• _Action item_
A complete, exact copy of the records is needed here.

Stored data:
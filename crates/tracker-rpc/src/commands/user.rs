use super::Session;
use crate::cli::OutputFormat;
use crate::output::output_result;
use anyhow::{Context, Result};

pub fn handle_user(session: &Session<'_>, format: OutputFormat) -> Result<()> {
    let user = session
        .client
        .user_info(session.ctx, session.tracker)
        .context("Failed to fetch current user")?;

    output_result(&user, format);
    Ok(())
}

• _Solution for this problem_
filename crates/tracker-rpc/src/commands/user.rs
use super::Session;
use crate::cli::OutputFormat;
use crate::output::output_result;
use anyhow::{Context, Result};

pub fn handle_user(session: &Session<'_>, format: OutputFormat) -> Result<()> {
    let user = session
        .client
        .user_info(session.ctx, session.tracker)
        .context("Failed to fetch current user")?;

    output_result(&user, format);
    Ok(())
}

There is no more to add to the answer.